Asked by Prince to look for a female guitarist, Hannah, together with her husband Joshua, scouted online and found Donna Grantis via her videos on YouTube in late November. She auditioned one week later at Paisley Park Studios and was subsequently recruited in December 2012. Bassist Ida Nielsen had been performing with The NPG since October 2010, and the only member of the trio to have previous experience playing for Prince.

In December 2012, 3rdeyegirl were formed and went on to tour with Prince on his Live Out Loud Tour in 2013, and his Hit and Run Tour from 2014 to 2015.

In 2013, Welton was offered a spot in Prince's backing band 3rdeyegirl with guitarist Donna Grantis and bassist Ida Kristine Nielsen.

Joshua Welton would also join the tours on percussion. He co-produced Prince's next two albums, Art Official Age and Hit n Run Phase One, and co-wrote most tracks on the latter.

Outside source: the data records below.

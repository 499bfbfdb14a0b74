use std::collections::HashMap;

use mollusk_svm::{
    result::{
        Check,
        InstructionResult,
    },
    MolluskContext,
};
use solana_account::Account;
use solana_address::Address;
use tweet_interface::instructions::send_tweet::SendTweetInstructionData;

use crate::{
    query::fetch_tweet,
    views::TweetAccountView,
};

pub trait TweetTestHelper {
    /// Sends a tweet from `author` to a fresh address, validating the result against `checks`.
    fn send_tweet(
        &self,
        author: Address,
        topic: &str,
        content: &str,
        checks: &[Check],
    ) -> (Address, InstructionResult);

    fn view_tweet(&self, tweet: &Address) -> TweetAccountView;
}

impl TweetTestHelper for MolluskContext<HashMap<Address, Account>> {
    fn send_tweet(
        &self,
        author: Address,
        topic: &str,
        content: &str,
        checks: &[Check],
    ) -> (Address, InstructionResult) {
        let tweet = Address::new_unique();
        let instruction =
            SendTweetInstructionData::new(topic, content).create_instruction(tweet, author);

        (tweet, self.process_and_validate_instruction(&instruction, checks))
    }

    fn view_tweet(&self, tweet: &Address) -> TweetAccountView {
        fetch_tweet(self, tweet)
            .unwrap_or_else(|e| panic!("Tweet account {tweet} should be readable: {e}"))
    }
}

In 2013, along with Bellevue Suite, Welton released the album This Far From Sanity (2013).

In 2014, 3rdeyegirl released their first and only album, Plectrumelectrum.

===Other works===
In 2016, Prince died.

In 2018, in the wake of Prince's death, Hannah and Joshua were inspired to start their own Christian ministry, called "Your Will Be Done Ministries", a "virtual church".

==Discography==
With Bellevue Suite
- This Far from Sanity (2013)

With Prince and 3rdeyegirl
- Plectrumelectrum (2014)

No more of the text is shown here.